Final answer:
The age of the artifact can be calculated using carbon-14 dating, by comparing the current disintegration rate to a known rate in living samples. With a half-life of 5,730 years for carbon-14, the artifact is approximately 306 years old.
Step-by-step explanation:
To calculate the age of the artifact using carbon-14 dating, we first need to understand that the half-life of carbon-14 is about 5,730 years. This means that every 5,730 years, the amount of carbon-14 is reduced to half of its original amount due to radioactive decay. Using the provided activity rate measurements, we can then determine how many half-lives have passed since the artifact was from a living organism.

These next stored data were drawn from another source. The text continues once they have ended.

//! In-memory municipality lookup (canonical name -> id)

use crate::model::Municipality;
use crate::normalize::normalize_name;
use std::collections::HashMap;

/// Loaded once per orchestration, extended as the electorate phase creates
/// municipalities. Keys are canonical names.
#[derive(Debug, Clone, Default)]
pub struct MunicipalityIndex {
    ids: HashMap<String, i32>,
}

impl MunicipalityIndex {
    pub fn new() -> Self {
        Self::default()
    }

    pub fn from_municipalities(rows: &[Municipality]) -> Self {
        let ids = rows.iter().map(|m| (m.name.clone(), m.id)).collect();
        Self { ids }
    }

    /// Look up an already canonical name
    pub fn get(&self, canonical: &str) -> Option<i32> {
        self.ids.get(canonical).copied()
    }

    /// Normalize a raw name and look it up. Empty names never resolve.
    pub fn resolve(&self, raw: &str) -> Option<i32> {
        let canonical = normalize_name(raw);
        if canonical.is_empty() {
            return None;
        }
        self.get(&canonical)
    }

    pub fn insert(&mut self, canonical: String, id: i32) {
        self.ids.insert(canonical, id);
    }

    pub fn len(&self) -> usize {
        self.ids.len()
    }

    pub fn is_empty(&self) -> bool {
        self.ids.is_empty()
    }
}

#[cfg(test)]
mod tests {
    use super::*;

    fn municipality(id: i32, name: &str) -> Municipality {
        Municipality {
            id,
            name: normalize_name(name),
            display_name: name.to_string(),
            state: "Guerrero".to_string(),
        }
    }

    #[test]
    fn test_resolve_is_case_and_accent_insensitive() {
        let index = MunicipalityIndex::from_municipalities(&[
            municipality(1, "Acapulco de Juárez"),
            municipality(2, "Chilpancingo de los Bravo"),
        ]);
        assert_eq!(index.resolve("ACAPULCO DE JUAREZ"), Some(1));
        assert_eq!(index.resolve("  acapulco   de juárez "), Some(1));
        assert_eq!(index.resolve("Chilpancingo de los Bravo"), Some(2));
        assert_eq!(index.resolve("Chilpancingo"), None);
    }

    #[test]
    fn test_empty_name_never_resolves() {
        let mut index = MunicipalityIndex::new();
        index.insert(String::new(), 9);
        assert_eq!(index.resolve("   "), None);
    }

    #[test]
    fn test_insert_extends_index() {
        let mut index = MunicipalityIndex::new();
        assert!(index.is_empty());
        index.insert(normalize_name("Tixtla de Guerrero"), 7);
        assert_eq!(index.len(), 1);
        assert_eq!(index.resolve("TIXTLA DE GUERRERO"), Some(7));
    }
}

Given that a sample of fresh wood has an activity of 20 Bq and the artifact has an activity of 19 Bq, we can assume that not much time has passed, as the activity has not reduced significantly. To find the age, we'll use the formula:
N(t) = N_0 * (1/2)^(t/T)
where N(t) is the remaining amount of carbon-14, N_0 is the initial amount of carbon-14, t is the time that has passed, and T is the half-life of carbon-14.
In this case, using N(t)/N_0 = 19/20 and T = 5,730 years, we can solve for t:
(19/20) = (1/2)^(t/5730)
t = -5730 * log2(19/20)
t ≈ 306 years
Therefore, the age of the artifact is approximately 306 years.